The festival, which was filled with workshop stages, found Zevon out of his comfort zone. So much so, in fact, an increasingly eccentric Zevon decided to leave the festival, when he was simply asked, like most performers, to head a Workshop stage. But, luckily for Cartsonis, it turns out Zevon’s departure from the event came yet another opportunity for Cartsonis to play with some of his heroes (Nick Lowe, Terry Allen, Robyn Hitchcock) and is an experience that is one of his fondest career memories.
“Robyn started buying me wine, then Nick started buying me wine. We were all trashed and played together. It was awesome,” said Cartsonis, who would eventually get Zevon over his paranoia and back to the folk festival stages.
But as history would have it, only a year later, in 2003, Zevon would find himself saying goodbye to the world. In his final chaotic days, he decided to take a limo around Los Angeles, in an effort to close the final chapter on his life and bid farewell to his friends. Of course, last unconventional encounter with Cartsonis, was appropriately in the spirit of the “weird” (as Zevon co-conspirator, the late Gonzo journalist, Hunter S. Thompson called it) he so passionately embraced.
“Warren came by my house one night to say goodbye. I thought at the time he was coming to pick up a video tape. He did that too,” Cartsonis remembers.
Though he is most at ease playing along with others, to his credit, Cartsonis’ accomplishments in the world of film and television scoring are extensive. Despite not really fitting in with all that Hollywood represents, he has certainly added to some of the industry’s rootsier projects, such as his collaboration with long time partner, and former Brian Wilson lyricist, Van Dyke Parks for the AMC Award winning, Broken Trail. A Sundance Composer’s Fellow, Cartsonis’ most recent effort with Parks, found him paying respects to the man whose music helped shaped his youth, that is with “Note of Hope,” his contribution to the Hank Williams: Lost Notebooks style, Woody Guthrie project of the same name.

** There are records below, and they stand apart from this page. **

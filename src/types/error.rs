//! Unified Error Type System
//!
//! Centralized error types for configuration resolution.
//!
//! ## Design Principles
//!
//! - Single error type (ConfigError) covering every way resolution can fail
//! - Structured variants that name the offending file or key
//! - All failures are terminal for the resolution attempt; the caller decides
//!   whether to abort startup

use thiserror::Error;

#[derive(Debug, Error)]
pub enum ConfigError {
    // -------------------------------------------------------------------------
    // System Errors (auto From impl)
    // -------------------------------------------------------------------------
    #[error("IO error: {0}")]
    Io(#[from] std::io::Error),

    // -------------------------------------------------------------------------
    // Resolution Errors
    // -------------------------------------------------------------------------
    /// The structural configuration file for a known environment is absent.
    /// Secrets files are optional; structural files are not.
    #[error("Configuration file not found: {path}")]
    NotFound { path: String },

    /// A configuration file exists but is not valid TOML / dotenv data.
    #[error("Parse error in {path}: {message}")]
    Parse { path: String, message: String },

    /// A required key is unset after all layers merged, or a value could not
    /// be coerced to the declared type. Always names the offending key.
    #[error("Invalid configuration for key '{key}': {message}")]
    Validation { key: String, message: String },

    /// The environment discriminator matched no known environment.
    /// Raised before any file is read.
    #[error("Unknown environment '{name}'. Valid values: dev, staging, prod")]
    UnknownEnvironment { name: String },
}

impl ConfigError {
    /// Create a validation error for a dotted key path
    pub fn validation(key: impl Into<String>, message: impl Into<String>) -> Self {
        Self::Validation {
            key: key.into(),
            message: message.into(),
        }
    }

    /// The dotted key path this error names, if any
    pub fn key(&self) -> Option<&str> {
        match self {
            Self::Validation { key, .. } => Some(key),
            _ => None,
        }
    }
}

pub type Result<T> = std::result::Result<T, ConfigError>;

// =============================================================================
// Tests
// =============================================================================
//! # Events Registry
//!
//! Owns every publisher and the subscriber of a process, keyed by opaque
//! handles. The composition root creates one registry and shares it; nothing
//! here is a language-level static.
//!
//! - At most one publisher per event source; asking again returns the same
//!   handle.
//! - At most one subscriber; asking again returns the existing handle and
//!   ignores the new options.

use crate::ports::{EventServiceConnector, Transport};
use crate::publisher::EventPublisher;
use crate::subscriber::{EventSubscriber, SubscriberOptions};
use events_types::{EventParams, EventReceiveOp, EventsConfig, EventsError};
use std::collections::HashMap;
use std::sync::atomic::{AtomicU64, Ordering};
use std::sync::Arc;
use tokio::sync::Mutex;
use tracing::{debug, info, warn};

/// Opaque reference to a publisher or the subscriber. Never zero.
#[derive(Debug, Clone, Copy, PartialEq, Eq, Hash)]
pub struct EventHandle(u64);

impl EventHandle {
    /// Raw value for callers outside Rust.
    #[must_use]
    pub fn as_raw(self) -> u64 {
        self.0
    }

    /// Rebuild from a raw value; `0` is the null handle.
    #[must_use]
    pub fn from_raw(raw: u64) -> Option<Self> {
        (raw != 0).then_some(Self(raw))
    }
}

struct PublisherSlot {
    handle: EventHandle,
    publisher: Arc<Mutex<EventPublisher>>,
}

struct SubscriberSlot {
    handle: EventHandle,
    subscriber: Arc<Mutex<EventSubscriber>>,
}

/// Registry of live publishers and the process subscriber.
///
/// Call [`deinit_subscriber`](Self::deinit_subscriber) before dropping the
/// registry. Re-arming the cache needs `.await`, so a subscriber dropped
/// along with the registry leaves the cache unarmed and only logs a warning;
/// events published until the next subscriber starts are lost.
pub struct EventsRegistry {
    config: EventsConfig,
    transport: Arc<dyn Transport>,
    connector: Arc<dyn EventServiceConnector>,
    publishers: Mutex<HashMap<String, PublisherSlot>>,
    subscriber: Mutex<Option<SubscriberSlot>>,
    next_handle: AtomicU64,
}

impl EventsRegistry {
    /// Create a registry.
    ///
    /// # Errors
    ///
    /// `EventsError::Config` if an endpoint in `config` is invalid.
    pub fn new(
        config: EventsConfig,
        transport: Arc<dyn Transport>,
        connector: Arc<dyn EventServiceConnector>,
    ) -> Result<Self, EventsError> {
        config.validate()?;
        Ok(Self {
            config,
            transport,
            connector,
            publishers: Mutex::new(HashMap::new()),
            subscriber: Mutex::new(None),
            next_handle: AtomicU64::new(1),
        })
    }

    /// The configuration in use.
    #[must_use]
    pub fn config(&self) -> &EventsConfig {
        &self.config
    }

    fn allocate_handle(&self) -> EventHandle {
        EventHandle(self.next_handle.fetch_add(1, Ordering::Relaxed))
    }

    // =========================================================================
    // PUBLISHERS
    // =========================================================================

    /// Publisher handle for `source`, creating it on first use.
    pub async fn init_publisher(&self, source: &str) -> Result<EventHandle, EventsError> {
        let mut publishers = self.publishers.lock().await;
        if let Some(slot) = publishers.get(source) {
            return Ok(slot.handle);
        }

        let publisher = EventPublisher::connect(
            source,
            &self.config,
            self.transport.as_ref(),
            self.connector.as_ref(),
        )
        .await?;

        let handle = self.allocate_handle();
        publishers.insert(
            source.to_string(),
            PublisherSlot {
                handle,
                publisher: Arc::new(Mutex::new(publisher)),
            },
        );
        debug!(source, handle = handle.as_raw(), "Publisher registered");
        Ok(handle)
    }

    /// Publish through the publisher behind `handle`.
    pub async fn publish(
        &self,
        handle: EventHandle,
        tag: &str,
        params: Option<&EventParams>,
    ) -> Result<(), EventsError> {
        let publisher = {
            let publishers = self.publishers.lock().await;
            publishers
                .values()
                .find(|slot| slot.handle == handle)
                .map(|slot| slot.publisher.clone())
                .ok_or(EventsError::InvalidHandle)?
        };
        let mut publisher = publisher.lock().await;
        publisher.publish(tag, params).await
    }

    /// Drop the publisher behind `handle`. `false` if there was none.
    ///
    /// Its runtime id is retired once any in-flight publish on it finishes.
    pub async fn deinit_publisher(&self, handle: EventHandle) -> bool {
        let mut publishers = self.publishers.lock().await;
        let source = publishers
            .iter()
            .find(|(_, slot)| slot.handle == handle)
            .map(|(source, _)| source.clone());

        match source {
            Some(source) => {
                publishers.remove(&source);
                info!(source = %source, "Publisher deinitialized");
                true
            }
            None => {
                warn!(handle = handle.as_raw(), "Deinit of unknown publisher handle");
                false
            }
        }
    }

    /// Number of live publishers.
    pub async fn publisher_count(&self) -> usize {
        self.publishers.lock().await.len()
    }

    // =========================================================================
    // SUBSCRIBER
    // =========================================================================

    /// The process subscriber, created with `options` on first use.
    pub async fn init_subscriber(
        &self,
        options: &SubscriberOptions,
    ) -> Result<EventHandle, EventsError> {
        let mut slot = self.subscriber.lock().await;
        if let Some(existing) = slot.as_ref() {
            debug!("Subscriber exists; options ignored");
            return Ok(existing.handle);
        }

        let subscriber = EventSubscriber::connect(
            options,
            &self.config,
            self.transport.as_ref(),
            self.connector.as_ref(),
        )
        .await?;

        let handle = self.allocate_handle();
        *slot = Some(SubscriberSlot {
            handle,
            subscriber: Arc::new(Mutex::new(subscriber)),
        });
        Ok(handle)
    }

    /// Receive through the subscriber behind `handle`.
    pub async fn receive(&self, handle: EventHandle) -> EventReceiveOp {
        let subscriber = {
            let slot = self.subscriber.lock().await;
            match slot.as_ref() {
                Some(s) if s.handle == handle => s.subscriber.clone(),
                _ => return EventReceiveOp::failed(&EventsError::InvalidHandle, 0),
            }
        };
        let mut subscriber = subscriber.lock().await;
        subscriber.event_receive().await
    }

    /// Shut down and drop the subscriber if `handle` matches.
    pub async fn deinit_subscriber(&self, handle: EventHandle) -> bool {
        let taken = {
            let mut slot = self.subscriber.lock().await;
            if slot.as_ref().is_some_and(|s| s.handle == handle) {
                slot.take()
            } else {
                None
            }
        };

        match taken {
            Some(slot) => {
                slot.subscriber.lock().await.shutdown().await;
                info!("Subscriber deinitialized");
                true
            }
            None => {
                warn!(handle = handle.as_raw(), "Deinit of unknown subscriber handle");
                false
            }
        }
    }

    /// Whether a subscriber is live.
    pub async fn has_subscriber(&self) -> bool {
        self.subscriber.lock().await.is_some()
    }
}
//! # Ports
//!
//! The bus core talks to two external collaborators only through these
//! traits:
//!
//! - the pub/sub **transport**, a fan-out proxy with an ingress endpoint for
//!   PUB sockets and an egress endpoint for SUB sockets
//! - the **event service**, a request/reply peer offering an echo probe and
//!   cache control
//!
//! In-memory implementations live in [`crate::adapters`].

use async_trait::async_trait;
use events_types::{EventsError, WireMessage};
use std::time::Duration;

/// Publishing end of the transport.
pub trait PubSocket: Send + Sync {
    /// Queue a two-part message for delivery. Never blocks.
    fn send(&self, message: WireMessage) -> Result<(), EventsError>;
}

/// Subscribing end of the transport.
#[async_trait]
pub trait SubSocket: Send {
    /// Wait for the next message matching the socket's topic prefixes.
    async fn recv(&mut self) -> Result<WireMessage, EventsError>;

    /// Take the next message if one is already queued.
    fn try_recv(&mut self) -> Result<Option<WireMessage>, EventsError>;
}

/// Factory for transport sockets.
pub trait Transport: Send + Sync {
    /// Connect a PUB socket to the proxy ingress.
    fn connect_pub(&self, endpoint: &str) -> Result<Box<dyn PubSocket>, EventsError>;

    /// Connect a SUB socket to the proxy egress.
    ///
    /// `topics` are prefixes; an empty list subscribes to everything.
    fn connect_sub(&self, endpoint: &str, topics: &[String])
        -> Result<Box<dyn SubSocket>, EventsError>;
}

/// Client stub for the event service.
///
/// Every call is best-effort: callers log failures and carry on without the
/// handshake or the cache.
#[async_trait]
pub trait EventServiceClient: Send {
    /// Send an echo request without waiting for the reply.
    async fn echo_send(&mut self, payload: &str) -> Result<(), EventsError>;

    /// Collect the reply to the last echo request.
    async fn echo_receive(&mut self) -> Result<String, EventsError>;

    /// One full echo round trip.
    async fn echo(&mut self, payload: &str) -> Result<String, EventsError> {
        self.echo_send(payload).await?;
        self.echo_receive().await
    }

    /// Whether the channel is still open.
    fn is_active(&self) -> bool;

    /// Arm the cache: the service starts capturing from the proxy.
    async fn cache_init(&mut self) -> Result<(), EventsError>;

    /// Start caching, seeded with already-serialized records.
    async fn cache_start(&mut self, seed: Vec<String>) -> Result<(), EventsError>;

    /// Stop caching. `true` if a cache was running.
    async fn cache_stop(&mut self) -> Result<bool, EventsError>;

    /// Next batch of cached records; empty once the cache is exhausted.
    async fn cache_read(&mut self) -> Result<Vec<String>, EventsError>;

    /// Release the channel.
    fn close_service(&mut self);
}

/// Factory for event service clients.
pub trait EventServiceConnector: Send + Sync {
    /// Open a request/reply channel. Establishing does not wait for the
    /// peer; later calls are bounded by `timeout`.
    fn init_client(
        &self,
        endpoint: &str,
        timeout: Duration,
    ) -> Result<Box<dyn EventServiceClient>, EventsError>;
}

But Cartsonis isn’t one to brag about his own accomplishments, a condition that truly sets him apart from most in this town. Despite having the same comedic and musical chops as artists like Arlo Guthrie, Randy Newman and John Prine, Cartsonis simply isn’t comfortable in the limelight. And though songs like his original, moody yet witty, “Yuletide in a Double Wide,” exemplify his satirical ability, he is far more comfortable in the role of one of Sin City’s most fascinating and influential sidemen. Because, at the core, Matt Cartsonis ain’t nothin’ but a picker who loves to add his take on whatever is thrown at him.